- _WHAT TO WORK ON_:
Starting from the line that holds "if node.dx == 0", print each remaining line of the entries exactly, ending with the last.
RECORDS section start
// p_level.rs — level geometry: vertexes, sectors, sides, lines, BSP leaves
//
// The loader hands over already-parsed map data (`LevelData`). Construction
// resolves every cross reference once. Broken side and sector references are
// pointed at a null sector appended after the real ones, so nothing later has
// to check them again.

use rdoom_common::common::{com_dprintf, com_warning};
use thiserror::Error;

use crate::p_blockmap::Blockmap;
use crate::p_local::*;
use crate::p_mobj::MobjId;

/// Structural problems a level cannot be played with.
#[derive(Debug, Error, PartialEq, Eq)]
pub enum LevelError {
    #[error("level has no sectors")]
    NoSectors,
    #[error("line {line} references missing vertex {vertex}")]
    MissingVertex { line: usize, vertex: usize },
    #[error("blockmap lump too short: {len} words")]
    BlockmapTooShort { len: usize },
    #[error("blockmap lump has a bad {what} at word {offset}")]
    BlockmapCorrupt { what: &'static str, offset: usize },
}

pub type LevelResult<T> = Result<T, LevelError>;

bitflags::bitflags! {
    #[derive(Clone, Copy, Debug, Default, PartialEq, Eq)]
    pub struct LineFlags: u32 {
        /// Solid to everything but missiles.
        const BLOCKING      = 0x0001;
        /// Solid to monsters only.
        const BLOCKMONSTERS = 0x0002;
        /// Has a back side.
        const TWOSIDED      = 0x0004;
        const DONTPEGTOP    = 0x0008;
        const DONTPEGBOTTOM = 0x0010;
        const SECRET        = 0x0020;
        const SOUNDBLOCK    = 0x0040;
        const DONTDRAW      = 0x0080;
        const MAPPED        = 0x0100;
    }
}

#[derive(Clone, Copy, Debug, Default, PartialEq, Eq)]
pub struct Vertex {
    pub x: Fixed,
    pub y: Fixed,
}

#[derive(Clone, Copy, Debug, PartialEq, Eq)]
pub enum SlopeType {
    Horizontal,
    Vertical,
    Positive,
    Negative,
}

#[derive(Clone, Debug, Default)]
pub struct Sector {
    pub floorheight: Fixed,
    pub ceilingheight: Fixed,
    pub ceilingpic: i32,
    pub special: i32,
    pub tag: i32,
    /// Every line with this sector on either side.
    pub lines: Vec<usize>,
    /// Blockmap cells an actor touching this sector can be in.
    pub blockbox: [i32; 4],
    pub thinglist: Option<MobjId>,
}

#[derive(Clone, Copy, Debug, Default)]
pub struct Side {
    pub sector: usize,
}

#[derive(Clone, Debug)]
pub struct Line {
    pub v1: Vertex,
    pub v2: Vertex,
    pub dx: Fixed,
    pub dy: Fixed,
    pub flags: LineFlags,
    pub special: i32,
    pub tag: i32,
    pub sidenum: [Option<usize>; 2],
    pub bbox: BBox,
    pub slopetype: SlopeType,
    pub frontsector: usize,
    /// None for one-sided lines.
    pub backsector: Option<usize>,
}

#[derive(Clone, Copy, Debug, Default)]
pub struct Subsector {
    pub sector: usize,
}

#[derive(Clone, Copy, Debug, PartialEq, Eq)]
pub enum NodeChild {
    Node(usize),
    Subsector(usize),
}

/// BSP partition line. `children[0]` is the front (right) side.
#[derive(Clone, Copy, Debug)]
pub struct Node {
    pub x: Fixed,
    pub y: Fixed,
    pub dx: Fixed,
    pub dy: Fixed,
    pub children: [NodeChild; 2],
}

// ============================================================
// Loader input
// ============================================================

#[derive(Clone, Copy, Debug, Default)]
pub struct MapSector {
    pub floorheight: Fixed,
    pub ceilingheight: Fixed,
    pub ceilingpic: i32,
    pub special: i32,
    pub tag: i32,
}

#[derive(Clone, Copy, Debug, Default)]
pub struct MapSide {
    pub sector: usize,
}

#[derive(Clone, Copy, Debug, Default)]
pub struct MapLine {
    pub v1: usize,
    pub v2: usize,
    pub flags: LineFlags,
    pub special: i32,
    pub tag: i32,
    pub sidenum: [Option<usize>; 2],
}

#[derive(Clone, Debug, Default)]
pub struct LevelData {
    pub vertexes: Vec<Vertex>,
    pub sectors: Vec<MapSector>,
    pub sides: Vec<MapSide>,
    pub lines: Vec<MapLine>,
    pub subsectors: Vec<Subsector>,
    pub nodes: Vec<Node>,
    /// Raw blockmap lump words, if the map carries one.
    pub blockmap: Option<Vec<i16>>,
    pub skyflatnum: i32,
}

// ============================================================
// Level
// ============================================================

#[derive(Debug)]
pub struct Level {
    pub vertexes: Vec<Vertex>,
    /// Real sectors followed by the null sector.
    pub sectors: Vec<Sector>,
    pub sides: Vec<Side>,
    pub lines: Vec<Line>,
    pub subsectors: Vec<Subsector>,
    pub nodes: Vec<Node>,
    pub blockmap: Blockmap,
    pub skyflatnum: i32,
    pub null_sector: usize,
}

impl Level {
    /// Resolve the map data into a playable level. With `rebuild_blockmap`
    /// the lump is ignored and the grid is always built from the lines.
    /// `blockmap_line_zero` reads the lump's leading zeros as line 0.
    pub fn load(data: LevelData, rebuild_blockmap: bool, blockmap_line_zero: bool) -> LevelResult<Level> {
        if data.sectors.is_empty() {
            return Err(LevelError::NoSectors);
        }

        let mut sectors: Vec<Sector> = data
            .sectors
            .iter()
            .map(|ms| Sector {
                floorheight: ms.floorheight,
                ceilingheight: ms.ceilingheight,
                ceilingpic: ms.ceilingpic,
                special: ms.special,
                tag: ms.tag,
                ..Default::default()
            })
            .collect();
        let null_sector = sectors.len();
        sectors.push(Sector::default());

        let sides: Vec<Side> = data
            .sides
            .iter()
            .enumerate()
            .map(|(i, ms)| {
                if ms.sector >= null_sector {
                    com_warning(&format!(
                        "side {} references bad sector {}\n",
                        i, ms.sector
                    ));
                    Side { sector: null_sector }
                } else {
                    Side { sector: ms.sector }
                }
            })
            .collect();

        let side_sector = |line: usize, side: usize| -> usize {
            match sides.get(side) {
                Some(s) => s.sector,
                None => {
                    com_warning(&format!("line {} references bad side {}\n", line, side));
                    null_sector
                }
            }
        };

        let mut lines = Vec::with_capacity(data.lines.len());
        for (i, ml) in data.lines.iter().enumerate() {
            let v1 = *data
                .vertexes
                .get(ml.v1)
                .ok_or(LevelError::MissingVertex { line: i, vertex: ml.v1 })?;
            let v2 = *data
                .vertexes
                .get(ml.v2)
                .ok_or(LevelError::MissingVertex { line: i, vertex: ml.v2 })?;

            let dx = v2.x.wrapping_sub(v1.x);
            let dy = v2.y.wrapping_sub(v1.y);
            let slopetype = if dx == 0 {
                SlopeType::Vertical
            } else if dy == 0 {
                SlopeType::Horizontal
            } else if fixed_div(dy, dx) > 0 {
                SlopeType::Positive
            } else {
                SlopeType::Negative
            };

            let mut bbox = [0; 4];
            m_clear_box(&mut bbox);
            m_add_to_box(&mut bbox, v1.x, v1.y);
            m_add_to_box(&mut bbox, v2.x, v2.y);

            let frontsector = match ml.sidenum[0] {
                Some(s) => side_sector(i, s),
                None => {
                    com_warning(&format!("line {} has no front side\n", i));
                    null_sector
                }
            };
            let backsector = ml.sidenum[1].map(|s| side_sector(i, s));

            lines.push(Line {
                v1,
                v2,
                dx,
                dy,
                flags: ml.flags,
                special: ml.special,
                tag: ml.tag,
                sidenum: ml.sidenum,
                bbox,
                slopetype,
                frontsector,
                backsector,
            });
        }

        let subsectors = data
            .subsectors
            .iter()
            .enumerate()
            .map(|(i, ss)| {
                if ss.sector >= null_sector {
                    com_warning(&format!(
                        "subsector {} references bad sector {}\n",
                        i, ss.sector
                    ));
                    Subsector { sector: null_sector }
                } else {
                    *ss
                }
            })
            .collect();

        let nodes = check_nodes(data.nodes);

        let blockmap = match data.blockmap.as_deref() {
            Some(lump) if !rebuild_blockmap => match Blockmap::from_lump(lump, lines.len(), blockmap_line_zero) {
                Ok(bm) => bm,
                Err(e) => {
                    com_warning(&format!("{}, rebuilding blockmap\n", e));
                    Blockmap::build(&data.vertexes, &lines)
                }
            },
            _ => Blockmap::build(&data.vertexes, &lines),
        };

        let mut level = Level {
            vertexes: data.vertexes,
            sectors,
            sides,
            lines,
            subsectors,
            nodes,
            blockmap,
            skyflatnum: data.skyflatnum,
            null_sector,
        };
        level.group_lines();

        com_dprintf(&format!(
            "level: {} lines, {} sectors, blockmap {}x{}\n",
            level.lines.len(),
            null_sector,
            level.blockmap.width,
            level.blockmap.height
        ));
        Ok(level)
    }

    /// Build each sector's line list and blockbox.
    fn group_lines(&mut self) {
        for (i, line) in self.lines.iter().enumerate() {
            self.sectors[line.frontsector].lines.push(i);
            if let Some(back) = line.backsector {
                if back != line.frontsector {
                    self.sectors[back].lines.push(i);
                }
            }
        }

        let bm = &self.blockmap;
        for sector in self.sectors.iter_mut() {
            if sector.lines.is_empty() {
                // nothing can be in it; an empty range
                sector.blockbox = [-1, 0, 0, -1];
                continue;
            }
            let mut bbox = [0; 4];
            m_clear_box(&mut bbox);
            for &li in &sector.lines {
                let line = &self.lines[li];
                m_add_to_box(&mut bbox, line.v1.x, line.v1.y);
                m_add_to_box(&mut bbox, line.v2.x, line.v2.y);
            }

            let top = (bbox[BOXTOP].wrapping_sub(bm.orgy).wrapping_add(MAXRADIUS)) >> MAPBLOCKSHIFT;
            let bottom = (bbox[BOXBOTTOM].wrapping_sub(bm.orgy).wrapping_sub(MAXRADIUS)) >> MAPBLOCKSHIFT;
            let right = (bbox[BOXRIGHT].wrapping_sub(bm.orgx).wrapping_add(MAXRADIUS)) >> MAPBLOCKSHIFT;
            let left = (bbox[BOXLEFT].wrapping_sub(bm.orgx).wrapping_sub(MAXRADIUS)) >> MAPBLOCKSHIFT;

            sector.blockbox[BOXTOP] = top.min(bm.height - 1);
            sector.blockbox[BOXBOTTOM] = bottom.max(0);
            sector.blockbox[BOXRIGHT] = right.min(bm.width - 1);
            sector.blockbox[BOXLEFT] = left.max(0);
        }
    }

    /// Number of real sectors, not counting the null sector.
    #[inline]
    pub fn num_sectors(&self) -> usize {
        self.null_sector
    }

    /// BSP leaf containing a point. A level without nodes is one leaf.
    pub fn point_in_subsector(&self, x: Fixed, y: Fixed) -> usize {
        if self.nodes.is_empty() {
            return 0;
        }
        let mut child = NodeChild::Node(self.nodes.len() - 1);
        loop {
            match child {
                NodeChild::Subsector(ss) => return ss,
                NodeChild::Node(n) => {
                    let node = &self.nodes[n];
                    child = node.children[point_on_node_side(x, y, node)];
                }
            }
        }
    }

    /// Sector containing a point.
    pub fn sector_at(&self, x: Fixed, y: Fixed) -> usize {
        self.subsector_sector(self.point_in_subsector(x, y))
    }

    /// Sector number of a BSP leaf; the null sector for a bad leaf.
    #[inline]
    pub fn subsector_sector(&self, ss: usize) -> usize {
        self.subsectors.get(ss).map_or(self.null_sector, |s| s.sector)
    }
}

/// Node children must point at lower numbered nodes, which the root-last
/// node order guarantees for any real map. Anything else is cut off at a
/// leaf so point location cannot run off the array or loop.
fn check_nodes(mut nodes: Vec<Node>) -> Vec<Node> {
    for (i, node) in nodes.iter_mut().enumerate() {
        for child in node.children.iter_mut() {
            if let NodeChild::Node(n) = *child {
                if n >= i {
                    com_warning(&format!("node {} has bad child node {}\n", i, n));
                    *child = NodeChild::Subsector(0);
                }
            }
        }
    }
    nodes
}

/// 0 for the front (right) side of a partition, 1 for the back.
pub fn point_on_node_side(x: Fixed, y: Fixed, node: &Node) -> usize {
    if node.dx == 0 {
        if x <= node.x {
            return (node.dy > 0) as usize;
        }
        return (node.dy < 0) as usize;
    }
    if node.dy == 0 {
        if y <= node.y {
            return (node.dx < 0) as usize;
        }
        return (node.dx > 0) as usize;
    }

    let dx = x.wrapping_sub(node.x);
    let dy = y.wrapping_sub(node.y);

    // sign bits alone decide it
    if (node.dy ^ node.dx ^ dx ^ dy) < 0 {
        return ((node.dy ^ dx) < 0) as usize;
    }

    let left = fixed_mul(node.dy >> FRACBITS, dx);
    let right = fixed_mul(dy, node.dx >> FRACBITS);
    if right < left {
        0
    } else {
        1
    }
}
RECORDS section end
- _OUTPUT OF THE EXERCISE_:
    if node.dx == 0 {
        if x <= node.x {
            return (node.dy > 0) as usize;
        }
        return (node.dy < 0) as usize;
    }
    if node.dy == 0 {
        if y <= node.y {
            return (node.dx < 0) as usize;
        }
        return (node.dx > 0) as usize;
    }

    let dx = x.wrapping_sub(node.x);
    let dy = y.wrapping_sub(node.y);

    // sign bits alone decide it
    if (node.dy ^ node.dx ^ dx ^ dy) < 0 {
        return ((node.dy ^ dx) < 0) as usize;
    }

    let left = fixed_mul(node.dy >> FRACBITS, dx);
    let right = fixed_mul(dy, node.dx >> FRACBITS);
    if right < left {
        0
    } else {
        1
    }
}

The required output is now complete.